Plastica, non tutto è riciclabile. Il resto, può diventare combustibile

La plastica è essenzialmente riciclabile: il ciclo integrato dei rifiuti punta, anche grazie ad una raccolta differenziata sempre più spinta e qualificata, ed a centri di selezione tecnologicamente avanzati, a recuperare tutto il possibile, per dare a questo materiale un nuovo utilizzo ed una nuova destinazione.
Per comprendere di cosa stiamo parlando, basta scrutare il cassonetto dell’immondizia della nostra abitazione ed individuare il “peso specifico” del materiale plastico nelle sue più disparate tipologie.
Ma vi sono plastiche e plastiche: non tutte possono essere riciclate e tante, nel loro quotidiano e usuale utilizzo, sono talmente “compromesse” o “contaminate”, da rendere improponibile l’avvio di un processo di recupero e riutilizzazione.
Organismi qualificati e specializzati, sotto il diretto controllo e coordinamento del Corepla, il Consorzio Nazionale per la raccolta, il recupero e il riciclo della plastica, si occupano ogni giorno di questi procedimenti, a valle della raccolta differenziata, per svolgere un’attività sempre più accurata di selezione del rifiuto plastico, differenziandolo per tipologia, per dimensione, ma finanche per polimero e colore. Tutto ciò avviene nei Centri di Selezione (CSS), impianti industriali evoluti che rappresentano l’ultimo anello della raccolta e il primo del riciclo. I CSS raccolgono e selezionano la plastica della raccolta differenziata in base a specifiche caratteristiche tecniche, e previa pressatura, la avviano appunto ai percorsi di recupero e riutilizzo.
La Campania è una delle regioni più attive su questo fronte, disponendo di ben 6 CSS che lavorano in media (dato Corepla 2017) 211mila tonnellate di rifiuti plastici. Meglio, in Italia, almeno dal punto di vista delle quantità lavorate, fanno soltanto Lombardia (192.207 t) e Veneto (118.148 t).
Nonostante la complessità e la crescente efficacia delle procedure di selezione a monte, comunque il materiale “di risulta” è quantitativamente enorme. L’Italia, secondo Eurostat (dato 2016) produce ogni anno 3 milioni di tonnellate di rifiuti di plastica. Di queste, circa il 33% viene dalla raccolta differenziata domiciliare e viene lavorato per dare appunto vita a nuovi prodotti attraverso il riciclo. 

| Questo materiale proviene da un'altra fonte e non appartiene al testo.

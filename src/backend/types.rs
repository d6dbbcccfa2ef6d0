//! Wire types for the generation backend (Ollama `/api/generate`).

use serde::{Deserialize, Serialize};
use thiserror::Error;

#[derive(Error, Debug, Clone, PartialEq)]
pub enum BackendError {
    #[error("HTTP request failed: {0}")]
    Transport(String),

    #[error("HTTP {status} from backend: {body}")]
    Status { status: u16, body: String },

    #[error("Malformed backend response: {0}")]
    Malformed(String),
}

impl BackendError {
    /// Short label used for metrics and logs.
    pub fn kind(&self) -> &'static str {
        match self {
            BackendError::Transport(_) => "transport",
            BackendError::Status { .. } => "status",
            BackendError::Malformed(_) => "malformed",
        }
    }
}

/// Non-streaming generate request.
#[derive(Debug, Clone, PartialEq, Serialize, Deserialize)]
pub struct GenerateRequest {
    pub model: String,
    pub prompt: String,
    pub options: GenerateOptions,
    #[serde(default)]
    pub stream: bool,
}

/// Sampling options. `num_predict` is the backend's name for max tokens.
#[derive(Debug, Clone, PartialEq, Serialize, Deserialize)]
pub struct GenerateOptions {
    pub temperature: f64,
    pub num_predict: u32,
    pub seed: u64,
}

/// Generate response. Timing statistics are optional on the wire; their
/// absence is reported by the sampler, not here.
#[derive(Debug, Clone, Default, PartialEq, Serialize, Deserialize)]
pub struct GenerateResponse {
    #[serde(default)]
    pub model: String,
    #[serde(default)]
    pub response: String,
    #[serde(default)]
    pub done: bool,
    /// Tokens generated.
    #[serde(default)]
    pub eval_count: Option<u64>,
    /// Time spent generating, in nanoseconds.
    #[serde(default)]
    pub eval_duration: Option<u64>,
}
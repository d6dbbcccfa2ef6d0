//! CLI support for the `cot-decode` binary.

pub mod args;
pub mod commands;
pub mod output_format;

pub use args::{parse_args, ArgError, Command, ConfigCommand, DecodeOptions};
pub use commands::{build_overrides, load_conversation, run_ask, run_chat, run_config, run_health};

pub const EXIT_SUCCESS: i32 = 0;
pub const EXIT_FAILURE: i32 = 1;
pub const EXIT_CONFIG_ERROR: i32 = 2;
pub const EXIT_CONNECTION_ERROR: i32 = 3;
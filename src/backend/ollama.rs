//! HTTP client for an Ollama-compatible generate endpoint.

use std::time::{Duration, Instant};

use async_trait::async_trait;
use reqwest::Client;

use super::types::{BackendError, GenerateRequest, GenerateResponse};
use super::GenerationBackend;

const GENERATE_PATH: &str = "/api/generate";

/// Async JSON client bound to one generate URL.
#[derive(Debug, Clone)]
pub struct OllamaClient {
    client: Client,
    url: String,
}

impl OllamaClient {
    /// `url` is the full generate endpoint, e.g. `http://localhost:11434/api/generate`.
    pub fn new(url: impl Into<String>, timeout_ms: u64) -> Result<Self, BackendError> {
        let client = Client::builder()
            .timeout(Duration::from_millis(timeout_ms))
            .build()
            .map_err(|e| BackendError::Transport(format!("Failed to build HTTP client: {}", e)))?;
        Ok(Self { client, url: url.into() })
    }

    /// Server root derived from the generate URL.
    pub fn base_url(&self) -> &str {
        let trimmed = self.url.trim_end_matches('/');
        trimmed.strip_suffix(GENERATE_PATH).unwrap_or(trimmed)
    }

    /// Probe `<base>/api/tags`. Returns `Ok(false)` on a non-success status.
    pub async fn health_check(&self) -> Result<bool, BackendError> {
        let url = format!("{}/api/tags", self.base_url());
        let response = self
            .client
            .get(&url)
            .send()
            .await
            .map_err(|e| BackendError::Transport(format!("{}: {}", url, e)))?;
        Ok(response.status().is_success())
    }
}

#[async_trait]
impl GenerationBackend for OllamaClient {
    async fn generate(&self, request: &GenerateRequest) -> Result<GenerateResponse, BackendError> {
        let start = Instant::now();
        let response = self
            .client
            .post(&self.url)
            .json(request)
            .send()
            .await
            .map_err(|e| BackendError::Transport(e.to_string()))?;

        let status = response.status();
        if !status.is_success() {
            let body = response.text().await.unwrap_or_default();
            return Err(BackendError::Status { status: status.as_u16(), body });
        }

        let parsed: GenerateResponse = response
            .json()
            .await
            .map_err(|e| BackendError::Malformed(format!("Failed to parse generate response: {}", e)))?;

        tracing::trace!(
            seed = request.options.seed,
            elapsed_ms = start.elapsed().as_millis() as u64,
            eval_count = ?parsed.eval_count,
            "Backend generate completed"
        );
        Ok(parsed)
    }
}
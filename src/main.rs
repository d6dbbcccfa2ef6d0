//! cot-decode entry point.

mod cli_parser;

use std::process::ExitCode;

use cot_decoding::cli::{self, Command, EXIT_CONFIG_ERROR};
use cot_decoding::telemetry::{init_logging, LogFormat};

#[tokio::main]
async fn main() -> ExitCode {
    init_logging(LogFormat::from_env());

    let args: Vec<String> = std::env::args().collect();
    let command = match cli::parse_args(&args) {
        Ok(c) => c,
        Err(e) => {
            eprintln!("Error: {}", e);
            cli_parser::print_usage();
            return ExitCode::from(EXIT_CONFIG_ERROR as u8);
        }
    };

    let code = match command {
        Command::Ask { prompt, options } => cli::run_ask(&prompt, &options).await,
        Command::Chat { file, options } => cli::run_chat(&file, &options).await,
        Command::Config { command, options } => cli::run_config(command, &options),
        Command::Health { options } => cli::run_health(&options).await,
        Command::Help(Some(sub)) => {
            cli_parser::print_command_help(&sub);
            0
        }
        Command::Help(None) => {
            cli_parser::print_usage();
            0
        }
        Command::Version => {
            println!("cot-decode {}", env!("CARGO_PKG_VERSION"));
            0
        }
    };
    ExitCode::from(code as u8)
}
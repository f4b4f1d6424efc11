//! Coefficient aggregation across cross-validation fold estimators.
//!
//! The fold estimators' coefficient matrices are averaged and made absolute,
//! giving one importance value per (feature, class). The table then feeds
//! ranked bar charts, heatmaps (optionally clustered) and per-class density
//! curves.

use crate::error::{LearningError, Result};
use crate::logistic::LogisticRegression;
use ndarray::{Array2, ArrayView1, Axis};
use polars::prelude::*;
use serde::{Deserialize, Serialize};

/// Absolute mean coefficients, `n_features × n_classes`.
#[derive(Debug, Clone, PartialEq, Serialize, Deserialize)]
pub struct CoefficientTable {
    pub feature_names: Vec<String>,
    pub classes: Vec<String>,
    pub values: Array2<f64>,
}

/// Average the coefficient matrices of `estimators` and take absolute values.
///
/// # Errors
///
/// [`LearningError::InvalidData`] when the list is empty, the estimators
/// disagree on shape or classes, or `feature_names` does not match the
/// coefficient width.
pub fn average_feature_weights(
    estimators: &[LogisticRegression],
    feature_names: &[String],
) -> Result<CoefficientTable> {
    let first = estimators.first().ok_or_else(|| {
        LearningError::InvalidData("no estimators to average".to_string())
    })?;
    let classes = first.classes()?.to_vec();
    let mut sum = first.coef()?.clone();

    for estimator in &estimators[1..] {
        let coef = estimator.coef()?;
        if coef.dim() != sum.dim() || estimator.classes()? != classes.as_slice() {
            return Err(LearningError::InvalidData(format!(
                "estimator coefficients {:?} do not match {:?}",
                coef.dim(),
                sum.dim()
            )));
        }
        sum += coef;
    }

    if feature_names.len() != sum.ncols() {
        return Err(LearningError::InvalidData(format!(
            "{} feature names for {} coefficients",
            feature_names.len(),
            sum.ncols()
        )));
    }

    let mean = sum / estimators.len() as f64;
    Ok(CoefficientTable {
        feature_names: feature_names.to_vec(),
        classes,
        values: mean.t().mapv(f64::abs),
    })
}

fn ranked(names: &[String], means: Vec<f64>) -> Vec<(String, f64)> {
    let mut pairs: Vec<(String, f64)> = names.iter().cloned().zip(means).collect();
    pairs.sort_by(|a, b| b.1.total_cmp(&a.1));
    pairs
}

impl CoefficientTable {
    pub fn n_features(&self) -> usize {
        self.values.nrows()
    }

    pub fn n_classes(&self) -> usize {
        self.values.ncols()
    }

    pub fn class_column(&self, class: &str) -> Option<ArrayView1<'_, f64>> {
        let j = self.classes.iter().position(|c| c == class)?;
        Some(self.values.column(j))
    }

    /// Mean coefficient per class, highest first.
    pub fn class_means(&self) -> Vec<(String, f64)> {
        let means = self
            .values
            .mean_axis(Axis(0))
            .map(|m| m.to_vec())
            .unwrap_or_default();
        ranked(&self.classes, means)
    }

    /// Mean coefficient per feature, highest first.
    pub fn feature_means(&self) -> Vec<(String, f64)> {
        let means = self
            .values
            .mean_axis(Axis(1))
            .map(|m| m.to_vec())
            .unwrap_or_default();
        ranked(&self.feature_names, means)
    }

    /// Average-linkage leaf order of features (rows) and classes (columns).
    pub fn cluster_order(&self) -> (Vec<usize>, Vec<usize>) {
        (
            average_linkage_order(&self.values),
            average_linkage_order(&self.values.t().to_owned()),
        )
    }

    /// Table with rows and columns permuted.
    pub fn reordered(&self, rows: &[usize], cols: &[usize]) -> CoefficientTable {
        CoefficientTable {
            feature_names: rows.iter().map(|&i| self.feature_names[i].clone()).collect(),
            classes: cols.iter().map(|&j| self.classes[j].clone()).collect(),
            values: self.values.select(Axis(0), rows).select(Axis(1), cols),
        }
    }

    /// Gaussian KDE of one class's coefficients evaluated on `grid`.
    pub fn density(&self, class: &str, grid: &[f64]) -> Result<Vec<f64>> {
        let column = self.class_column(class).ok_or_else(|| {
            LearningError::InvalidData(format!("unknown class '{class}'"))
        })?;
        gaussian_kde(&column.to_vec(), grid)
    }

    /// `n` evenly spaced points covering every coefficient value.
    pub fn value_grid(&self, n: usize) -> Vec<f64> {
        let min = self.values.iter().copied().fold(f64::INFINITY, f64::min);
        let max = self.values.iter().copied().fold(f64::NEG_INFINITY, f64::max);
        if !min.is_finite() || !max.is_finite() {
            return Vec::new();
        }
        crate::grid_search::linspace(min, max, n)
    }

    /// `feature` column followed by one column per class.
    pub fn to_dataframe(&self) -> Result<DataFrame> {
        let mut columns = vec![Column::new("feature".into(), self.feature_names.clone())];
        for (j, class) in self.classes.iter().enumerate() {
            columns.push(Column::new(
                class.as_str().into(),
                self.values.column(j).to_vec(),
            ));
        }
        Ok(DataFrame::new(columns)?)
    }
}

/// Gaussian kernel density estimate with Scott's bandwidth
/// `h = σ · n^(-1/5)` (σ with one degree of freedom removed).
///
/// Fails when fewer than two values are given or they have no spread.
pub fn gaussian_kde(values: &[f64], grid: &[f64]) -> Result<Vec<f64>> {
    let n = values.len();
    if n < 2 {
        return Err(LearningError::InvalidData(
            "density needs at least two values".to_string(),
        ));
    }
    let mean = values.iter().sum::<f64>() / n as f64;
    let variance = values.iter().map(|v| (v - mean).powi(2)).sum::<f64>() / (n - 1) as f64;
    let bandwidth = variance.sqrt() * (n as f64).powf(-0.2);
    if bandwidth.is_nan() || bandwidth <= 0.0 {
        return Err(LearningError::InvalidData(
            "density is undefined for constant values".to_string(),
        ));
    }

    let norm = 1.0 / (n as f64 * bandwidth * (2.0 * std::f64::consts::PI).sqrt());
    Ok(grid
        .iter()
        .map(|&x| {
            norm * values
                .iter()
                .map(|&v| (-0.5 * ((x - v) / bandwidth).powi(2)).exp())
                .sum::<f64>()
        })
        .collect())
}

fn euclidean(a: ArrayView1<'_, f64>, b: ArrayView1<'_, f64>) -> f64 {
    a.iter()
        .zip(b.iter())
        .map(|(x, y)| (x - y).powi(2))
        .sum::<f64>()
        .sqrt()
}

/// Leaf order of an average-linkage (UPGMA) dendrogram over the rows of
/// `points`, Euclidean distance.
///
/// Built with the nearest-neighbour chain algorithm and Lance–Williams
/// distance updates.
pub fn average_linkage_order(points: &Array2<f64>) -> Vec<usize> {
    let n = points.nrows();
    if n < 2 {
        return (0..n).collect();
    }

    let mut dist = Array2::<f64>::zeros((n, n));
    for i in 0..n {
        for j in (i + 1)..n {
            let d = euclidean(points.row(i), points.row(j));
            dist[[i, j]] = d;
            dist[[j, i]] = d;
        }
    }

    let mut size = vec![1usize; n];
    let mut active = vec![true; n];
    // dendrogram node currently stored in each slot; leaves are 0..n
    let mut node = (0..n).collect::<Vec<usize>>();
    let mut children: Vec<(usize, usize)> = Vec::with_capacity(n - 1);
    let mut chain: Vec<usize> = Vec::new();
    let mut remaining = n;

    while remaining > 1 {
        if chain.is_empty() {
            if let Some(start) = active.iter().position(|&a| a) {
                chain.push(start);
            }
        }
        let Some(&a) = chain.last() else { break };
        let previous = chain.len().checked_sub(2).map(|i| chain[i]);

        let mut nearest = previous.unwrap_or(usize::MAX);
        let mut nearest_dist = previous.map_or(f64::INFINITY, |p| dist[[a, p]]);
        for k in 0..n {
            if active[k] && k != a && dist[[a, k]] < nearest_dist {
                nearest = k;
                nearest_dist = dist[[a, k]];
            }
        }

        if Some(nearest) != previous {
            chain.push(nearest);
            continue;
        }

        chain.truncate(chain.len() - 2);
        let (keep, drop) = (a.min(nearest), a.max(nearest));
        let (size_keep, size_drop) = (size[keep] as f64, size[drop] as f64);
        for k in 0..n {
            if active[k] && k != keep && k != drop {
                let d = (size_keep * dist[[keep, k]] + size_drop * dist[[drop, k]])
                    / (size_keep + size_drop);
                dist[[keep, k]] = d;
                dist[[k, keep]] = d;
            }
        }

        children.push((node[keep], node[drop]));
        node[keep] = n + children.len() - 1;
        size[keep] += size[drop];
        active[drop] = false;
        remaining -= 1;
    }

    // depth-first walk from the root, left child first
    let mut order = Vec::with_capacity(n);
    let mut stack = vec![n + children.len() - 1];
    while let Some(id) = stack.pop() {
        if id < n {
            order.push(id);
        } else {
            let (left, right) = children[id - n];
            stack.push(right);
            stack.push(left);
        }
    }
    order
}
//! The classifier seam used by cross-validation and grid search.

use crate::error::Result;
use ndarray::Array2;

/// A classifier that can be cloned per fold and fitted independently.
///
/// `Send + Sync` lets fold fits and grid points run on rayon workers.
pub trait Classifier: Clone + Send + Sync {
    /// Fit on `x` (`n_samples × n_features`) with one label per row.
    fn fit(&mut self, x: &Array2<f64>, y: &[String]) -> Result<()>;

    /// Predict one label per row of `x`.
    fn predict(&self, x: &Array2<f64>) -> Result<Vec<String>>;

    /// Fraction of rows predicted correctly.
    fn score(&self, x: &Array2<f64>, y: &[String]) -> Result<f64> {
        let predictions = self.predict(x)?;
        Ok(crate::metrics::accuracy(y, &predictions))
    }
}
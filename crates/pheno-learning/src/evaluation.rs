//! Scoring persisted models on the data splits.
//!
//! Scores are accumulated as tidy rows
//! `(Phenotypic_Class, <metric>, data_split, shuffled, feature_type)` and
//! written as one compiled TSV per model family.

use crate::config::EvaluationConfig;
use crate::error::{LearningError, Result};
use crate::metrics::{ClassScores, ConfusionMatrix, Metric, confusion_matrix};
use crate::model::{
    ModelType, SINGLE_CLASS_DIR, TrainedModel, list_models, model_file_name, multi_class_dir,
    single_class_dir,
};
use pheno_processing::{
    DataSplit, DatasetConfig, FeatureType, SplitIndex, get_dataset, get_scm_model_data,
    get_x_y_with_columns, string_values,
};
use polars::prelude::*;
use serde::{Deserialize, Serialize};
use std::collections::BTreeSet;
use std::fs::File;
use std::path::Path;
use tracing::{debug, info, warn};

/// File name of the compiled multi-class scores.
pub const MULTI_CLASS_SCORES_FILE: &str = "compiled_F1_scores.tsv";

/// File name of the compiled single-class scores.
pub const SINGLE_CLASS_SCORES_FILE: &str = "compiled_SCM_F1_scores.tsv";

/// One score of one class for one model on one split.
#[derive(Debug, Clone, PartialEq, Serialize, Deserialize)]
pub struct ScoreRecord {
    pub phenotypic_class: String,
    pub score: f64,
    pub data_split: DataSplit,
    pub shuffled: bool,
    pub feature_type: FeatureType,
}

/// Tidy table of [`ScoreRecord`]s for a single metric.
#[derive(Debug, Clone, PartialEq)]
pub struct ScoreTable {
    metric: Metric,
    records: Vec<ScoreRecord>,
}

impl ScoreTable {
    pub fn new(metric: Metric) -> Self {
        Self {
            metric,
            records: Vec::new(),
        }
    }

    pub fn metric(&self) -> Metric {
        self.metric
    }

    pub fn records(&self) -> &[ScoreRecord] {
        &self.records
    }

    pub fn len(&self) -> usize {
        self.records.len()
    }

    pub fn is_empty(&self) -> bool {
        self.records.is_empty()
    }

    /// Append one row per scored class.
    pub fn push_scores(
        &mut self,
        scores: &ClassScores,
        data_split: DataSplit,
        shuffled: bool,
        feature_type: FeatureType,
    ) {
        self.records
            .extend(scores.iter().map(|(class, score)| ScoreRecord {
                phenotypic_class: class.to_string(),
                score,
                data_split,
                shuffled,
                feature_type,
            }));
    }

    pub fn to_dataframe(&self) -> Result<DataFrame> {
        let classes: Vec<&str> = self
            .records
            .iter()
            .map(|r| r.phenotypic_class.as_str())
            .collect();
        let scores: Vec<f64> = self.records.iter().map(|r| r.score).collect();
        let splits: Vec<&str> = self.records.iter().map(|r| r.data_split.as_str()).collect();
        let shuffled: Vec<bool> = self.records.iter().map(|r| r.shuffled).collect();
        let feature_types: Vec<&str> = self
            .records
            .iter()
            .map(|r| r.feature_type.as_str())
            .collect();

        Ok(DataFrame::new(vec![
            Column::new("Phenotypic_Class".into(), classes),
            Column::new(self.metric.column_name().into(), scores),
            Column::new("data_split".into(), splits),
            Column::new("shuffled".into(), shuffled),
            Column::new("feature_type".into(), feature_types),
        ])?)
    }

    /// Write the table as TSV, creating parent directories.
    pub fn write_tsv(&self, path: &Path) -> Result<()> {
        if let Some(parent) = path.parent().filter(|p| !p.as_os_str().is_empty()) {
            std::fs::create_dir_all(parent)?;
        }
        let mut df = self.to_dataframe()?;
        let mut file = File::create(path)?;
        CsvWriter::new(&mut file)
            .include_header(true)
            .with_separator(b'\t')
            .finish(&mut df)?;

        info!("Scores written to: {} ({} rows)", path.display(), self.len());
        Ok(())
    }
}

fn predictions(
    model: &TrainedModel,
    data: &DataFrame,
    dataset: &DatasetConfig,
) -> Result<(Vec<String>, Vec<String>)> {
    let labeled = get_x_y_with_columns(data, &model.feature_names, dataset)?;
    let predicted = model.predict(&labeled.x)?;
    Ok((labeled.labels, predicted))
}

/// Per-class score of `model` on `data`, over the predicted classes.
pub fn evaluate_model_score(
    model: &TrainedModel,
    data: &DataFrame,
    dataset: &DatasetConfig,
    metric: Metric,
) -> Result<ClassScores> {
    let (y_true, y_pred) = predictions(model, data, dataset)?;
    Ok(metric.compute(&y_true, &y_pred))
}

/// Confusion matrix of `model` on `data` over the model's classes.
pub fn evaluate_model_cm(
    model: &TrainedModel,
    data: &DataFrame,
    dataset: &DatasetConfig,
) -> Result<ConfusionMatrix> {
    let (y_true, y_pred) = predictions(model, data, dataset)?;
    Ok(confusion_matrix(&y_true, &y_pred, model.classes()?))
}

/// Confusion matrix of one multi-class model on one split.
#[derive(Debug, Clone, PartialEq)]
pub struct ConfusionRecord {
    pub model_type: ModelType,
    pub feature_type: FeatureType,
    pub data_split: DataSplit,
    pub matrix: ConfusionMatrix,
}

/// Confusion matrices of every persisted multi-class model on every
/// non-empty split of the index.
pub fn evaluate_multi_class_cms(
    models_dir: &Path,
    features: &DataFrame,
    split_index: &SplitIndex,
    dataset: &DatasetConfig,
) -> Result<Vec<ConfusionRecord>> {
    let mut records = Vec::new();

    for path in list_models(&multi_class_dir(models_dir))? {
        let model = TrainedModel::load(&path)?;
        for split in split_index.labels() {
            let data = get_dataset(features, split_index, split, dataset)?;
            if data.height() == 0 {
                warn!("Split '{}' is empty", split);
                continue;
            }
            records.push(ConfusionRecord {
                model_type: model.model_type,
                feature_type: model.feature_type,
                data_split: split,
                matrix: evaluate_model_cm(&model, &data, dataset)?,
            });
        }
    }
    Ok(records)
}

/// Score every persisted multi-class model on every split of the index.
pub fn evaluate_multi_class_models(
    models_dir: &Path,
    features: &DataFrame,
    split_index: &SplitIndex,
    dataset: &DatasetConfig,
    metric: Metric,
) -> Result<ScoreTable> {
    let mut table = ScoreTable::new(metric);

    for path in list_models(&multi_class_dir(models_dir))? {
        let model = TrainedModel::load(&path)?;
        for split in split_index.labels() {
            let data = get_dataset(features, split_index, split, dataset)?;
            let scores = evaluate_model_score(&model, &data, dataset, metric)?;
            debug!("{} on {}: {} classes scored", path.display(), split, scores.len());
            table.push_scores(
                &scores,
                split,
                model.model_type.is_shuffled(),
                model.feature_type,
            );
        }
    }
    Ok(table)
}

/// Phenotypic classes of `features` that have a single-class model
/// directory, sorted.
///
/// Classes without a directory are skipped with a warning.
pub fn single_class_model_classes(
    models_dir: &Path,
    features: &DataFrame,
    dataset: &DatasetConfig,
) -> Result<Vec<String>> {
    let root = models_dir.join(SINGLE_CLASS_DIR);
    if !root.is_dir() {
        return Err(LearningError::ModelNotFound {
            path: root.display().to_string(),
        });
    }

    let labels: BTreeSet<String> = string_values(features, &dataset.label_column)?
        .into_iter()
        .collect();
    let mut classes = Vec::with_capacity(labels.len());
    for class in labels {
        if single_class_dir(models_dir, &class).is_dir() {
            classes.push(class);
        } else {
            warn!("No single-class models for '{}', skipping", class);
        }
    }
    Ok(classes)
}

/// Score every one-vs-rest model on the configured splits.
///
/// Iterates model type × feature type × split × class. Each model sees the
/// split relabeled for its own class; on the train split negatives are
/// down-sampled exactly as during training.
pub fn evaluate_single_class_models(
    models_dir: &Path,
    features: &DataFrame,
    split_index: &SplitIndex,
    dataset: &DatasetConfig,
    config: &EvaluationConfig,
) -> Result<ScoreTable> {
    let classes = single_class_model_classes(models_dir, features, dataset)?;
    let mut table = ScoreTable::new(config.metric);

    for model_type in ModelType::all() {
        for feature_type in FeatureType::all() {
            for &split in &config.single_class_splits {
                let data = get_dataset(features, split_index, split, dataset)?;
                for class in &classes {
                    let path = single_class_dir(models_dir, class)
                        .join(model_file_name(model_type, feature_type));
                    let model = TrainedModel::load(&path)?;
                    let scm_data = get_scm_model_data(&data, class, split, dataset, config.seed)?;
                    let scores = evaluate_model_score(&model, &scm_data, dataset, config.metric)?;
                    table.push_scores(&scores, split, model_type.is_shuffled(), feature_type);
                }
            }
        }
    }
    Ok(table)
}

Tutto quanto viene “scartato” in queste procedure di differenziazione nei CSS, che fine fa?
Realtà come PRT impediscono che questo multimateriale, in cui la plastica è ancora nettamente prevalente, finisca in discarica.
Questo agglomerato multimateriale, comunemente definito plasmix, viene sottoposto ad ulteriori procedure di pulizia/selezione, liberato da sostanze non combustibili come il ferro (avviato al recupero) e il PVC, per poi essere “triturato” e trasformato in Combustibile Solido Secondario (pure questo CSS, da non confondere con i suddetti centri di Selezione), preziosissimo per alimentare cementifici e termovalorizzatori per la produzione di calore e di energia elettrica. Senza questo materiale, tali impianti dovrebbero approvvigionarsi di carburanti e combustibili fossili, con un impatto ambientale sensibilmente superiore a quello del derivato dai rifiuti solidi urbani.
Il CSS può essere ricavato solo dai rifiuti urbani e speciali, purché non pericolosi, e può essere prodotto esclusivamente in impianti autorizzati ai sensi dell’articolo 208 del d.lgs. 152/2006, in possesso di AIA (Autorizzazione integrata ambientale) e dotati di certificazione ambientale UNI EN 15358 o registrazione EMAS.
Finanche la plastica di scarto, non riciclabile o recuperabile in alcun modo, con il CSS trova quindi una nuova vita ed un prezioso utilizzo.